## TASK INSTRUCTIONS
Go line by line through the entries and show those that hold the string "Serialize".

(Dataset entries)
use serde::Serialize;
use crate::board::{Color, Piece, Position, Square};
use crate::rules::{movement_rules, MoveRule};

/// A move under consideration, not yet applied to any position.
#[derive(Debug, Clone, PartialEq, Eq, Serialize)]
pub struct CandidateMove {
    pub from: Square,
    pub to: Square,
    pub piece: Piece,
    pub captured: Option<Piece>,
}

impl CandidateMove {
    pub fn new(piece: &Piece, to: Square, position: &Position) -> Self {
        let captured = position.occupant(to).filter(|t| t.color != piece.color).cloned();
        Self { from: piece.square, to, piece: piece.clone(), captured }
    }

    pub fn is_capture(&self) -> bool { self.captured.is_some() }

    /// `"e2e4"` form.
    pub fn uci(&self) -> String { format!("{}{}", self.from, self.to) }
}

/// Destinations reachable by `piece` under the simplified rules: no check,
/// castling, en passant or promotion. Order follows the piece's rule table.
pub fn generate_moves(piece: &Piece, position: &Position) -> Vec<Square> {
    let mut out = Vec::with_capacity(27);
    let origin = piece.square;
    for rule in movement_rules(piece.kind, piece.color, origin) {
        match rule {
            MoveRule::Ray(df, dr) => {
                let mut cur = origin;
                while let Ok(next) = cur.offset(df, dr) {
                    match position.occupant_color(next) {
                        Some(c) if c == piece.color => break,
                        Some(_) => { out.push(next); break; }
                        None => out.push(next),
                    }
                    cur = next;
                }
            }
            MoveRule::Offset(df, dr) => {
                if let Ok(to) = origin.offset(df, dr) {
                    if !position.is_occupied_by_color(to, piece.color) { out.push(to); }
                }
            }
            MoveRule::PawnPush { dr, double } => {
                let Ok(one) = origin.offset(0, dr) else { continue };
                if position.is_occupied(one) { continue; }
                out.push(one);
                if double {
                    if let Ok(two) = origin.offset(0, 2 * dr) {
                        if !position.is_occupied(two) { out.push(two); }
                    }
                }
            }
            MoveRule::PawnCapture(df, dr) => {
                if let Ok(to) = origin.offset(df, dr) {
                    if position.is_occupied_by_color(to, piece.color.opposite()) { out.push(to); }
                }
            }
        }
    }
    out
}

/// Membership test against `generate_moves`; the two never disagree.
pub fn is_legal(piece: &Piece, dest: Square, position: &Position) -> bool {
    generate_moves(piece, position).contains(&dest)
}

/// Every move of every non-captured `color` piece, piece order first, then
/// generation order.
pub fn candidate_moves(position: &Position, color: Color) -> Vec<CandidateMove> {
    let mut out = Vec::new();
    for piece in position.active_pieces(color) {
        for to in generate_moves(piece, position) {
            out.push(CandidateMove::new(piece, to, position));
        }
    }
    out
}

## RESULT OF THE EXERCISE
use serde::Serialize;
#[derive(Debug, Clone, PartialEq, Eq, Serialize)]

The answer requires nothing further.